TASK DETAILS: Comb through the entries for "String" and pull out each line that holds it.

PROVIDED ENTRIES:
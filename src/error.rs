//! Error types shared across the extraction engine.
//!
//! The taxonomy is deliberately flat: a clause either commits or it fails
//! with exactly one of these kinds, and the driver only needs to distinguish
//! "this clause failed" from "the whole run failed". Variants carry just
//! enough context for a useful stderr line; messages are not stable for
//! machine parsing.

use std::fmt;
use std::io;

/// Failure kinds surfaced by parsing, location resolution, search, and I/O.
///
/// Any of these returned from inside a clause aborts that clause only; the
/// staged cursor, match, ranges, and label writes are discarded and the
/// shared VM is left untouched.
#[derive(Debug)]
#[non_exhaustive]
pub enum EngineError {
    /// Malformed program structure. Carries the offending token index when
    /// the parser knows it.
    Parse {
        position: Option<usize>,
        detail: String,
    },
    /// Empty search pattern.
    BadNeedle,
    /// A symbolic location could not be resolved (missing label, or a
    /// match-relative location with no valid match).
    LocResolve(&'static str),
    /// Search exhausted its window without a match.
    NoMatch,
    /// Invalid label name (parser-stage concern).
    LabelFormat(String),
    /// Underlying read/seek/write failure.
    Io(io::Error),
    /// A clause staged more ranges or label writes than its pre-sized
    /// buffers allow.
    Capacity { what: &'static str },
}

impl EngineError {
    /// Parse error helper with a token position.
    pub fn parse_at(position: usize, detail: impl Into<String>) -> Self {
        EngineError::Parse {
            position: Some(position),
            detail: detail.into(),
        }
    }

    /// Parse error helper without a position.
    pub fn parse(detail: impl Into<String>) -> Self {
        EngineError::Parse {
            position: None,
            detail: detail.into(),
        }
    }
}

impl fmt::Display for EngineError {
    fn fmt(&self, f: &mut fmt::Formatter<'_>) -> fmt::Result {
        match self {
            EngineError::Parse {
                position: Some(pos),
                detail,
            } => write!(f, "parse error at token {pos}: {detail}"),
            EngineError::Parse {
                position: None,
                detail,
            } => write!(f, "parse error: {detail}"),
            EngineError::BadNeedle => write!(f, "empty search pattern"),
            EngineError::LocResolve(detail) => write!(f, "cannot resolve location: {detail}"),
            EngineError::NoMatch => write!(f, "no match in search window"),
            EngineError::LabelFormat(name) => write!(f, "invalid label name: {name:?}"),
            EngineError::Io(err) => write!(f, "i/o error: {err}"),
            EngineError::Capacity { what } => write!(f, "clause staging capacity exceeded: {what}"),
        }
    }
}

impl std::error::Error for EngineError {
    fn source(&self) -> Option<&(dyn std::error::Error + 'static)> {
        match self {
            EngineError::Io(err) => Some(err),
            _ => None,
        }
    }
}

impl From<io::Error> for EngineError {
    fn from(err: io::Error) -> Self {
        EngineError::Io(err)
    }
}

YOUR SOLUTION:
        detail: String,
    LabelFormat(String),
    pub fn parse_at(position: usize, detail: impl Into<String>) -> Self {
    pub fn parse(detail: impl Into<String>) -> Self {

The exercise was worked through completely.